use anyhow::Result;

use crate::auth;
use crate::db::Database;
use crate::models::Role;

pub fn add(db: &Database, name: &str, email: &str, role: Role) -> Result<()> {
    let user = db.create_user(name, email, role)?;
    println!("Added {} user #{} ({})", user.role, user.id, user.email);
    Ok(())
}

/// The acting user's own record. Any authenticated caller may read it.
pub fn show(db: &Database, as_user: i64, json: bool) -> Result<()> {
    let caller = auth::resolve_caller(db, as_user)?;
    let user = db.get_user(caller.id)?;

    if json {
        println!("{}", serde_json::to_string_pretty(&user)?);
        return Ok(());
    }

    println!("User #{}", user.id);
    println!("  Name:   {}", user.name);
    println!("  Email:  {}", user.email);
    println!("  Role:   {}", user.role);
    println!("  Since:  {}", user.created_at.to_rfc3339());
    Ok(())
}

/// Admin-only aggregate listing.
pub fn list(db: &Database, as_user: i64, json: bool) -> Result<()> {
    let caller = auth::resolve_caller(db, as_user)?;
    auth::require_role(&caller, Role::Admin)?;

    let users = db.list_users()?;

    if json {
        println!("{}", serde_json::to_string_pretty(&users)?);
        return Ok(());
    }

    for user in &users {
        println!("#{:<4} {:8} {:<24} {}", user.id, user.role, user.name, user.email);
    }

    Ok(())
}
━━━━━━━━━━━━━━━━━━━━━━━━━━━━━━
■ Assigned task
Nothing is to be left out when the listing is copied, and every line must match exactly.

■ Reply to the exercise
use anyhow::Result;

use crate::auth;
use crate::db::Database;
use crate::models::Role;

pub fn add(db: &Database, name: &str, email: &str, role: Role) -> Result<()> {
    let user = db.create_user(name, email, role)?;
    println!("Added {} user #{} ({})", user.role, user.id, user.email);
    Ok(())
}

/// The acting user's own record. Any authenticated caller may read it.
pub fn show(db: &Database, as_user: i64, json: bool) -> Result<()> {
    let caller = auth::resolve_caller(db, as_user)?;
    let user = db.get_user(caller.id)?;

    if json {
        println!("{}", serde_json::to_string_pretty(&user)?);
        return Ok(());
    }

    println!("User #{}", user.id);
    println!("  Name:   {}", user.name);
    println!("  Email:  {}", user.email);
    println!("  Role:   {}", user.role);
    println!("  Since:  {}", user.created_at.to_rfc3339());
    Ok(())
}

/// Admin-only aggregate listing.
pub fn list(db: &Database, as_user: i64, json: bool) -> Result<()> {
    let caller = auth::resolve_caller(db, as_user)?;
    auth::require_role(&caller, Role::Admin)?;

    let users = db.list_users()?;

    if json {
        println!("{}", serde_json::to_string_pretty(&users)?);
        return Ok(());
    }

    for user in &users {
        println!("#{:<4} {:8} {:<24} {}", user.id, user.role, user.name, user.email);
    }

    Ok(())
}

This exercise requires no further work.